Some claim that unobservable entities aren't part of science. But I think that's the wrong way to look at things. We can't look inside black holes, but we believe what relativity says about their interiors because this theory correctly describes the phenomena that we can observe. Likewise, if we had a model that described the universe in its earliest moments and that model were based on physics that was corroborated in other ways, we should take the model seriously if it predicted multiple big bangs.

Another bone of contention is the idea (part of string theory) that each universe within the multiverse could be governed by its own set of physical laws. Were this the case, there would then be nothing surprising about the fact that we observe the fundamental constants – the numbers that determine the kind of universe we live in – as being tuned to permit the emergence of life. We would of course live in one of the universes where an observer could evolve.

This would mean that the fundamental constants are mere environmental accidents – secondary consequences of some deeper theory. That naturally disappoints ambitious theorists, who desire deep explanations for the world around us. But our preferences are irrelevant to the way physical reality actually is. We should surely be open-minded about the possibility of many universes.

No, evidence is insufficient, says the theoretical physicist Carlo Rovelli.
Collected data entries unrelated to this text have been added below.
//! LLM backend implementations
//!
//! A single OpenAI-compatible chat-completions backend covers every
//! provider this service talks to (hosted APIs and local servers alike).
//! Transient failures retry with exponential backoff; a process-wide
//! semaphore caps concurrent calls so a burst of extractions cannot
//! saturate the provider.

use async_trait::async_trait;
use chatmem_config::LlmProviderConfig;
use reqwest::Client;
use serde::{Deserialize, Serialize};
use std::sync::Arc;
use std::time::Duration;
use tokio::sync::Semaphore;

use crate::prompt::Message;
use crate::LlmError;

/// Result of one generation call
#[derive(Debug, Clone)]
pub struct GenerationResult {
    pub text: String,
    pub completion_tokens: usize,
    pub total_time_ms: u64,
}

/// LLM backend trait
#[async_trait]
pub trait LlmBackend: Send + Sync {
    /// Generate a completion for the given messages
    async fn generate(&self, messages: &[Message]) -> Result<GenerationResult, LlmError>;

    /// Model identifier, for logs and metadata
    fn model_name(&self) -> &str;
}

/// OpenAI-compatible chat backend
pub struct OpenAiBackend {
    client: Client,
    config: LlmProviderConfig,
    permits: Arc<Semaphore>,
    initial_backoff: Duration,
}

impl OpenAiBackend {
    pub fn new(config: LlmProviderConfig) -> Result<Self, LlmError> {
        if config.base_url.is_empty() {
            return Err(LlmError::Configuration("llm base_url is empty".into()));
        }

        let client = Client::builder()
            .timeout(Duration::from_secs(config.timeout_s))
            .build()
            .map_err(|e| LlmError::Configuration(format!("failed to build HTTP client: {e}")))?;

        let permits = Arc::new(Semaphore::new(config.max_concurrency.max(1)));

        Ok(Self {
            client,
            config,
            permits,
            initial_backoff: Duration::from_millis(200),
        })
    }

    fn chat_url(&self) -> String {
        format!(
            "{}/chat/completions",
            self.config.base_url.trim_end_matches('/')
        )
    }

    async fn execute(&self, request: &ChatRequest<'_>) -> Result<ChatResponse, LlmError> {
        let mut builder = self.client.post(self.chat_url()).json(request);
        if !self.config.api_key.is_empty() {
            builder = builder.bearer_auth(&self.config.api_key);
        }

        let response = builder.send().await?;
        let status = response.status();
        if !status.is_success() {
            let body = response.text().await.unwrap_or_default();
            // 5xx is transient, 4xx is not
            if status.is_server_error() {
                return Err(LlmError::Network(format!("server error {status}: {body}")));
            }
            return Err(LlmError::Api(format!("HTTP {status}: {body}")));
        }

        response
            .json()
            .await
            .map_err(|e| LlmError::InvalidResponse(e.to_string()))
    }
}

#[async_trait]
impl LlmBackend for OpenAiBackend {
    async fn generate(&self, messages: &[Message]) -> Result<GenerationResult, LlmError> {
        let _permit = self
            .permits
            .acquire()
            .await
            .map_err(|_| LlmError::Configuration("llm semaphore closed".into()))?;

        let start = std::time::Instant::now();
        let request = ChatRequest {
            model: &self.config.model,
            messages,
            temperature: self.config.temperature,
            max_tokens: self.config.max_tokens,
            stream: false,
        };

        let mut last_error = None;
        let mut backoff = self.initial_backoff;

        for attempt in 0..=self.config.max_retries {
            if attempt > 0 {
                tracing::warn!(
                    attempt,
                    max = self.config.max_retries,
                    backoff_ms = backoff.as_millis() as u64,
                    "LLM request failed, retrying"
                );
                tokio::time::sleep(backoff).await;
                backoff *= 2;
            }

            match self.execute(&request).await {
                Ok(response) => {
                    let choice = response.choices.into_iter().next().ok_or_else(|| {
                        LlmError::InvalidResponse("no choices in response".into())
                    })?;
                    return Ok(GenerationResult {
                        text: choice.message.content,
                        completion_tokens: response
                            .usage
                            .map(|u| u.completion_tokens)
                            .unwrap_or(0),
                        total_time_ms: start.elapsed().as_millis() as u64,
                    });
                }
                Err(e) if e.is_retryable() => {
                    last_error = Some(e);
                }
                Err(e) => return Err(e),
            }
        }

        Err(last_error.unwrap_or_else(|| LlmError::Network("max retries exceeded".into())))
    }

    fn model_name(&self) -> &str {
        &self.config.model
    }
}

// OpenAI wire types

#[derive(Debug, Serialize)]
struct ChatRequest<'a> {
    model: &'a str,
    messages: &'a [Message],
    temperature: f32,
    max_tokens: usize,
    stream: bool,
}

#[derive(Debug, Deserialize)]
struct ChatResponse {
    choices: Vec<ChatChoice>,
    usage: Option<ChatUsage>,
}

#[derive(Debug, Deserialize)]
struct ChatChoice {
    message: ChatChoiceMessage,
}

#[derive(Debug, Deserialize)]
struct ChatChoiceMessage {
    content: String,
}

#[derive(Debug, Deserialize)]
struct ChatUsage {
    completion_tokens: usize,
}
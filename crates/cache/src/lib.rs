//! Bounded queue cache over Redis sorted sets
//!
//! Each key holds a time-ordered queue of opaque payloads:
//! - append = ZADD with a millisecond score + TTL refresh, atomic per call
//! - a probabilistic (or forced) Lua trim keeps the queue at `max_length`
//! - range reads run a single server-side script to avoid TOCTOU races
//!
//! The memorize pipeline uses one queue per conversation group as the
//! durable buffer in front of boundary detection.

pub mod payload;
pub mod queue;

pub use payload::{QueuePayload, PAYLOAD_JSON_PREFIX, PAYLOAD_BINARY_PREFIX};
pub use queue::{BoundedQueueCache, BufferCache, QueueItem, QueueStats};

use thiserror::Error;

/// Cache errors; connection and timeout failures are retriable
#[derive(Error, Debug)]
pub enum CacheError {
    #[error("connection error: {0}")]
    Connection(String),

    #[error("timeout after {0}s")]
    Timeout(u64),

    #[error("script error: {0}")]
    Script(String),

    #[error("encoding error: {0}")]
    Encoding(String),
}

impl From<redis::RedisError> for CacheError {
    fn from(err: redis::RedisError) -> Self {
        CacheError::Connection(err.to_string())
    }
}

impl CacheError {
    pub fn is_retriable(&self) -> bool {
        matches!(self, CacheError::Connection(_) | CacheError::Timeout(_))
    }
}
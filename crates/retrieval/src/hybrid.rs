//! Hybrid retriever
//!
//! One read path over both indices. BM25 boosts each query term by its
//! smart text score; vector search embeds the query and runs cosine kNN;
//! RRF runs both sides in parallel and fuses by reciprocal rank. All modes
//! share the same scope, time-range, and validity-window filtering.

use async_trait::async_trait;
use chatmem_config::{constants::retrieval as limits, RetrievalConfig};
use chatmem_core::{
    MemoryScope, RetrievalMode, RetrievalResult, RetrievalResults, SmartTextScorer, TimeRange,
};
use chatmem_llm::Embedder;
use chatmem_storage::{IndexFilter, IndexHit, TextIndex, TextSearchParams, VectorIndex};
use chrono::{DateTime, FixedOffset};
use std::collections::HashMap;
use std::sync::Arc;

use crate::RetrievalError;

/// One search request
#[derive(Debug, Clone)]
pub struct SearchRequest {
    /// May be empty: the text side then degrades to a newest-first listing
    pub query: String,
    pub user_id: String,
    pub group_id: Option<String>,
    pub scope: MemoryScope,
    pub mode: RetrievalMode,
    pub top_k: usize,
    pub time_range: Option<TimeRange>,
    /// Reference instant for the validity-window filter
    pub current_time: Option<DateTime<FixedOffset>>,
}

impl SearchRequest {
    pub fn new(query: impl Into<String>, user_id: impl Into<String>) -> Self {
        Self {
            query: query.into(),
            user_id: user_id.into(),
            group_id: None,
            scope: MemoryScope::All,
            mode: RetrievalMode::Rrf,
            top_k: limits::DEFAULT_TOP_K,
            time_range: None,
            current_time: None,
        }
    }
}

/// Read-path contract; the agentic layer talks to this
#[async_trait]
pub trait Retriever: Send + Sync {
    async fn search(&self, request: &SearchRequest) -> Result<RetrievalResults, RetrievalError>;
}

/// Hybrid retriever over the text and vector indices
pub struct HybridRetriever {
    text: Arc<dyn TextIndex>,
    vectors: Arc<dyn VectorIndex>,
    embedder: Arc<dyn Embedder>,
    scorer: SmartTextScorer,
    config: RetrievalConfig,
}

impl HybridRetriever {
    pub fn new(
        text: Arc<dyn TextIndex>,
        vectors: Arc<dyn VectorIndex>,
        embedder: Arc<dyn Embedder>,
        config: RetrievalConfig,
    ) -> Self {
        Self {
            text,
            vectors,
            embedder,
            scorer: SmartTextScorer::default(),
            config,
        }
    }

    /// Split a query into weighted terms, best smart score first, capped at
    /// the configured term budget
    fn query_terms(&self, query: &str) -> Vec<(String, f32)> {
        let mut terms: Vec<(String, f32)> = query
            .split_whitespace()
            .filter(|w| !w.is_empty())
            .map(|w| (w.to_string(), self.scorer.score(w)))
            .collect();
        terms.sort_by(|a, b| b.1.partial_cmp(&a.1).unwrap_or(std::cmp::Ordering::Equal));
        terms.truncate(limits::MAX_QUERY_TERMS);
        terms
    }

    /// Map the request scope and time range onto an index filter
    fn build_filter(&self, request: &SearchRequest) -> Result<IndexFilter, RetrievalError> {
        let mut filter = IndexFilter::default();

        match request.scope {
            MemoryScope::Personal => {
                filter.user_id = Some(request.user_id.clone());
            }
            MemoryScope::Group => {
                let group_id = request
                    .group_id
                    .clone()
                    .filter(|g| !g.is_empty())
                    .ok_or_else(|| {
                        RetrievalError::InvalidRequest(
                            "group scope requires a group_id".into(),
                        )
                    })?;
                filter.group_id = Some(group_id);
            }
            MemoryScope::All => {
                filter.user_id = Some(request.user_id.clone());
                if let Some(group_id) = request.group_id.clone().filter(|g| !g.is_empty()) {
                    filter.group_id = Some(group_id);
                    filter.any_scope = true;
                }
            }
        }

        if let Some(range) = &request.time_range {
            filter.start_ms = range.start.map(|t| t.timestamp_millis());
            filter.end_ms = range.end.map(|t| t.timestamp_millis());
        }

        Ok(filter)
    }

    async fn search_bm25(
        &self,
        request: &SearchRequest,
        limit: usize,
    ) -> Result<Vec<IndexHit>, RetrievalError> {
        let params = TextSearchParams {
            terms: self.query_terms(&request.query),
            filter: self.build_filter(request)?,
            limit,
            offset: 0,
        };
        Ok(self.text.search(&params).await?)
    }

    async fn search_embedding(
        &self,
        request: &SearchRequest,
        limit: usize,
    ) -> Result<Vec<IndexHit>, RetrievalError> {
        let embedding = self.embedder.embed(&request.query).await?;
        let filter = self.build_filter(request)?;
        Ok(self.vectors.search(&embedding, limit, &filter).await?)
    }

    /// Exclude hits whose validity window does not contain `current_time`.
    /// Records missing either bound always pass.
    fn apply_validity_filter(
        &self,
        hits: &mut Vec<IndexHit>,
        current_time: Option<DateTime<FixedOffset>>,
    ) {
        if !self.config.validity_filter_enabled {
            return;
        }
        let Some(now) = current_time else {
            return;
        };
        let now_ms = now.timestamp_millis();
        hits.retain(|h| match (h.start_ms, h.end_ms) {
            (Some(start), Some(end)) => (start..=end).contains(&now_ms),
            _ => true,
        });
    }

    fn to_results(hits: Vec<IndexHit>) -> Vec<RetrievalResult> {
        hits.into_iter()
            .map(|h| RetrievalResult {
                timestamp: h.timestamp(),
                event_id: h.event_id,
                score: h.score,
                subject: h.subject,
                summary: h.summary,
                episode: h.episode,
            })
            .collect()
    }
}

#[async_trait]
impl Retriever for HybridRetriever {
    async fn search(&self, request: &SearchRequest) -> Result<RetrievalResults, RetrievalError> {
        let started = std::time::Instant::now();
        let top_k = request.top_k.max(1);

        // An empty query cannot rank; serve a newest-first listing whatever
        // the requested mode
        let effective_mode = if request.query.trim().is_empty() {
            RetrievalMode::Bm25
        } else {
            request.mode
        };

        let mut response = RetrievalResults::default();

        let mut hits = match effective_mode {
            RetrievalMode::Bm25 => self.search_bm25(request, top_k).await?,
            RetrievalMode::Embedding => self.search_embedding(request, top_k).await?,
            RetrievalMode::Rrf => {
                // candidates_per_side = max(configured floor, top_k * 5)
                let per_side = self.config.candidates_per_side.max(top_k * 5);

                let (bm25, vector) = tokio::join!(
                    self.search_bm25(request, per_side),
                    self.search_embedding(request, per_side)
                );
                let bm25 = bm25?;
                let vector = vector?;

                response.set_meta("bm25_count", serde_json::json!(bm25.len()));
                response.set_meta("vector_count", serde_json::json!(vector.len()));

                self.fuse(bm25, vector)
            }
        };

        self.apply_validity_filter(&mut hits, request.current_time);
        hits.truncate(top_k);

        response.results = Self::to_results(hits);
        response.set_meta(
            "retrieval_mode",
            serde_json::json!(effective_mode.as_str()),
        );
        response.set_meta(
            "total_latency_ms",
            serde_json::json!(started.elapsed().as_millis() as u64),
        );
        if response.results.is_empty() {
            response.set_meta(
                "reasoning",
                serde_json::json!("no records matched the query and filters"),
            );
        }

        tracing::debug!(
            mode = effective_mode.as_str(),
            results = response.results.len(),
            latency_ms = started.elapsed().as_millis() as u64,
            "search completed"
        );
        Ok(response)
    }
}

impl HybridRetriever {
    /// RRF fusion over both ranked lists
    pub fn fuse(&self, bm25: Vec<IndexHit>, vector: Vec<IndexHit>) -> Vec<IndexHit> {
        let k = self.config.rrf_k;
        let mut scores: HashMap<String, f32> = HashMap::new();
        let mut order: Vec<String> = Vec::new();
        let mut hits: HashMap<String, IndexHit> = HashMap::new();

        for side in [bm25, vector] {
            for (rank, hit) in side.into_iter().enumerate() {
                let contribution = 1.0 / (k + (rank + 1) as f32);
                let entry = scores.entry(hit.event_id.clone()).or_insert(0.0);
                *entry += contribution;
                if !hits.contains_key(&hit.event_id) {
                    order.push(hit.event_id.clone());
                    hits.insert(hit.event_id.clone(), hit);
                }
            }
        }

        let mut fused: Vec<IndexHit> = order
            .into_iter()
            .filter_map(|id| {
                hits.remove(&id).map(|mut hit| {
                    hit.score = scores.get(&hit.event_id).copied().unwrap_or(0.0);
                    hit
                })
            })
            .collect();

        // Stable sort keeps insertion order for equal fused scores
        fused.sort_by(|a, b| b.score.partial_cmp(&a.score).unwrap_or(std::cmp::Ordering::Equal));
        fused
    }
}
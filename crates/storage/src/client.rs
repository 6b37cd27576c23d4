//! ScyllaDB client and connection management

use crate::schema;
use crate::StorageError;
use chatmem_config::StorageConfig;
use scylla::{Session, SessionBuilder};
use std::sync::Arc;

/// ScyllaDB client wrapper shared by every store
#[derive(Clone)]
pub struct ScyllaClient {
    session: Arc<Session>,
    config: StorageConfig,
}

impl ScyllaClient {
    /// Connect to the cluster
    pub async fn connect(config: StorageConfig) -> Result<Self, StorageError> {
        tracing::info!(hosts = ?config.scylla_hosts, keyspace = %config.keyspace, "connecting to ScyllaDB");

        let session = SessionBuilder::new()
            .known_nodes(&config.scylla_hosts)
            .build()
            .await
            .map_err(|e| StorageError::Connection(e.to_string()))?;

        Ok(Self {
            session: Arc::new(session),
            config,
        })
    }

    /// Create the keyspace and tables if absent
    pub async fn ensure_schema(&self) -> Result<(), StorageError> {
        schema::create_keyspace(
            &self.session,
            &self.config.keyspace,
            self.config.replication_factor,
        )
        .await?;
        schema::create_tables(&self.session, &self.config.keyspace).await?;
        tracing::info!(keyspace = %self.config.keyspace, "schema ensured");
        Ok(())
    }

    pub fn session(&self) -> &Session {
        &self.session
    }

    pub fn keyspace(&self) -> &str {
        &self.config.keyspace
    }
}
The world could be vaster than the region we have mapped out so far. In the past we repeatedly discovered it to be larger than we had thought. But at each step, it was evidence that convinced us. Seventeenth-century scientist Johannes Kepler showed that a Sun-centred model of the universe better predicted planetary motion than did an Earth-centred one, while at the beginning of the twentieth century the astronomer Henrietta Leavitt developed a new technique that revealed nebulae to be distant galaxies.

The multiverse has no such empirical basis. In fact, there are numerous, quite different, versions of the idea: a zoology of multiverse types, each with its own theoretical motivation. For example, some cosmologists posit many distinct big bangs, each generating a universe. Some physicists, meanwhile, try to make sense of quantum mechanics' strangeness by imagining that our universe continually branches out into multiple parallel universes.

An early version of the idea was put forward in the 1990s by the theoretical physicist Lee Smolin, who suggested that universes reproduce via black holes: each black hole giving rise to a new child universe. This mechanism implied a Darwinian evolution that selected the universes that generate more black holes – a fascinating extension of biological concepts to the cosmos. Indeed, Smolin, unlike many proponents of the multiverse, at least tried hard to deduce observational consequences.

A common argument offered to justify the multiverse is that it could 'explain' why the constants of nature appear to be fine-tuned to our existence. But this argument is upside down. The fundamental constants determine the way nature works and therefore what exists, not the other way around. If the constants were different, the universe would just be different – perhaps much richer and more complex, we don't yet know enough to say.

I hope it is clear that I respect colleagues who speculate. Maybe the multiverse idea will one day give us a serious testable prediction. But until then physicists should be cautious in selling their speculations as knowledge. It is easy for scientists to get carried away by their imagination, and the history of science is full of fascinating ideas that turned out to be useless. Claiming that we know what lies outside the presently observable universe is like saying that we have evidence for angelic choirs outside the fixed stars.

 

Sir Martin Rees is a professor at Cambridge University. He is Astronomer Royal and a former president of the Royal Society.

Carlo Rovelli is a professor at Aix-Marseille University in France. He co-founded the theory of loop quantum gravity.